Per Budai comunicare non è un problema. È un linguista afermato, domina decine di lingue, pressoché tutte quelle europee (incluso, è chiaro, il suo ungherese) ma anche il sanscrito, l'hindi, il latino, l'armeno, il cinese, il giapponese e ancora altre. Eppure un simile patrimonio si rivelerà del tutto inutile quando circostanze imponderabili lo vedranno atterrare in una città ignota - lui che era certo di avere raggiunto Helsinki per un convegno - in cui nessuna parola, sia essa pronunciata dagli abitanti del luogo o scritta su un giornale, riesce minimamente decifrabile. È come se il linguaggio fosse diventato materia incoerente, ghiaia, un caos fonetico che non c'è modo di decodificare. E allora tutto si fa impervio trasformando ogni giorno in una sfida, dall'orientarsi nello spazio all'inventarsi una maniera per nutrirsi ai tentativi, reiterati e via via sempre più disperati, di fuggire dalla metropoli incomprensibile; persino manifestare il proprio amore per un'ascensorista bionda che forse, non si può esserne certi, potrebbe chiamarsi Epepe.
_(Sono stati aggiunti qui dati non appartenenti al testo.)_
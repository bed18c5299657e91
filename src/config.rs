//! Configuration for the session log and the disassembler.
//!
//! Every field has a default, so a JSON document only needs to name the
//! values it overrides:
//!
//! ```
//! use packet_debug::config::DebugConfig;
//!
//! let config = DebugConfig::from_json(r#"{ "disasm": { "max_fields": 4 } }"#).unwrap();
//! assert_eq!(config.disasm.max_fields, 4);
//! assert_eq!(config.disasm.min_str_len, 3);
//! ```

use std::path::{Path, PathBuf};

use serde::Deserialize;

use crate::error::{PacketDebugError, Result};

/// Minimum printable run treated as text.
pub const DEFAULT_MIN_STR_LEN: usize = 3;

/// Maximum fields rendered per packet.
pub const DEFAULT_MAX_FIELDS: usize = 16;

/// Longest null-terminated string the scanner will collect.
pub const DEFAULT_MAX_VAR_STR_LEN: usize = 64;

/// Log file name, relative to the working directory.
pub const DEFAULT_LOG_FILE: &str = "debug_packet.log";

/// Canonical fixed-size char array lengths, probed in ascending order.
pub const FIXED_STRING_SIZES: [usize; 13] = [13, 16, 17, 24, 25, 31, 32, 33, 48, 64, 65, 128, 256];

/// Plausibility bands used to accept numeric candidates.
///
/// These are tuned for small game-style protocols (coordinates, angles,
/// ids, counters). They are guesses, not protocol facts.
#[derive(Debug, Clone, Copy, PartialEq, Deserialize)]
#[serde(default)]
pub struct Plausibility {
    /// Smallest accepted float magnitude.
    pub float_min: f32,
    /// Largest accepted float magnitude.
    pub float_max: f32,
    /// Hard magnitude limit checked before the band.
    pub float_abs_limit: f32,
    /// Negative i32 values must be strictly greater than this.
    pub i32_min_negative: i32,
    /// Unsigned u32 values must not exceed this.
    pub u32_max: u32,
    /// Negative i16 values must be strictly greater than this.
    pub i16_min_negative: i16,
    /// Unsigned u16 values must be strictly below this.
    pub u16_max_exclusive: u16,
}

impl Default for Plausibility {
    fn default() -> Self {
        Self {
            float_min: 0.0001,
            float_max: 100_000.0,
            float_abs_limit: 1e10,
            i32_min_negative: -100_000_000,
            u32_max: 0xF000_0000,
            i16_min_negative: -32_000,
            u16_max_exclusive: 0xFFF0,
        }
    }
}

/// Disassembler settings.
#[derive(Debug, Clone, Copy, PartialEq, Deserialize)]
#[serde(default)]
pub struct DisasmConfig {
    /// Minimum printable run treated as a string.
    pub min_str_len: usize,
    /// Maximum field records per packet.
    pub max_fields: usize,
    /// Cap on a null-terminated string run.
    pub max_var_str_len: usize,
    /// Numeric acceptance bands.
    pub plausibility: Plausibility,
}

impl Default for DisasmConfig {
    fn default() -> Self {
        Self {
            min_str_len: DEFAULT_MIN_STR_LEN,
            max_fields: DEFAULT_MAX_FIELDS,
            max_var_str_len: DEFAULT_MAX_VAR_STR_LEN,
            plausibility: Plausibility::default(),
        }
    }
}

/// Top-level configuration.
#[derive(Debug, Clone, PartialEq, Deserialize)]
#[serde(default)]
pub struct DebugConfig {
    /// Path of the append-only log file.
    pub log_path: PathBuf,
    /// Disassembler settings.
    pub disasm: DisasmConfig,
}

impl Default for DebugConfig {
    fn default() -> Self {
        Self {
            log_path: PathBuf::from(DEFAULT_LOG_FILE),
            disasm: DisasmConfig::default(),
        }
    }
}

impl DebugConfig {
    /// Parse a configuration from JSON and validate it.
    pub fn from_json(json: &str) -> Result<Self> {
        let config: Self = serde_json::from_str(json)?;
        config.validate()?;
        Ok(config)
    }

    /// Read and parse a JSON configuration file.
    pub fn from_file(path: impl AsRef<Path>) -> Result<Self> {
        let text = std::fs::read_to_string(path)?;
        Self::from_json(&text)
    }

    /// Check that the values can drive the disassembler.
    pub fn validate(&self) -> Result<()> {
        let d = &self.disasm;
        if d.min_str_len == 0 {
            return Err(PacketDebugError::Config(
                "min_str_len must be at least 1".to_string(),
            ));
        }
        if d.max_fields == 0 {
            return Err(PacketDebugError::Config(
                "max_fields must be at least 1".to_string(),
            ));
        }
        if d.max_var_str_len < d.min_str_len {
            return Err(PacketDebugError::Config(format!(
                "max_var_str_len {} is below min_str_len {}",
                d.max_var_str_len, d.min_str_len
            )));
        }
        let p = &d.plausibility;
        if !(p.float_min >= 0.0 && p.float_min <= p.float_max) {
            return Err(PacketDebugError::Config(format!(
                "float band [{}, {}] is empty",
                p.float_min, p.float_max
            )));
        }
        if p.i32_min_negative >= 0 || p.i16_min_negative >= 0 {
            return Err(PacketDebugError::Config(
                "negative integer bounds must be below zero".to_string(),
            ));
        }
        Ok(())
    }
}
//! Registry module - named packets and their printers.
//!
//! Packets whose header id is registered get their name shown in the
//! CONTENT column and are rendered with the registered [`Printer`];
//! everything else falls back to heuristic disassembly.

mod printer;
mod table;

pub use printer::{hex_dump, PrintFn, Printer, PrinterName, HEX_DUMP_LIMIT};
pub use table::{PacketEntry, PacketRegistry};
Ferenc Karinthy - che fu scrittore e giornalista ma anche traduttore di Goldoni e campione di pallanuoto - pubblicò per la prima volta Epepe nel 1970. Rendendone disponibile la lettura (nella traduzione di Laura Sgarioto), Adelphi ci fa recuperare un romanzo in cui l'ironia è feroce nella misura in cui è trattenuta, e chi narra la storia di Budai è tanto partecipe del suo destino quanto, al contempo, il suo scrupolosissimo carnefice. Per fabbricare la gabbia in cui questo piccolo eroe della decifrazione viene intrappolato, non c'è infatti niente di meglio che dargli fiducia nella possibilità di venire a capo dell'enigma linguistico - per esempio decrittando un cartellone pubblicitario o facendosi arrestare così da essere finalmente percepito - per poi ogni volta dimostrare (e dimostrargli) che da certe gabbie, proprio perché invisibili e strutturali, non c'è via d'uscita.

Viene in mente David Foster Wallace quando nel 2006, durante «Le Conversazioni» di Capri, raccontò che sperimentare tutt'intorno a lui una lingua, l'italiano, a lui incomprensibile, era qualcosa che lo riconduceva allo status of a baby. Se per l'autore di Infinite Jest questa indiscernibilità era avvertita come una specie di privilegio, per Budai non capire - e soprattutto esserne consapevole - è ragione di panico. Ed è questo, sempre impegnati a cercare di mettere tutto a fuoco, a rendercelo così vicino.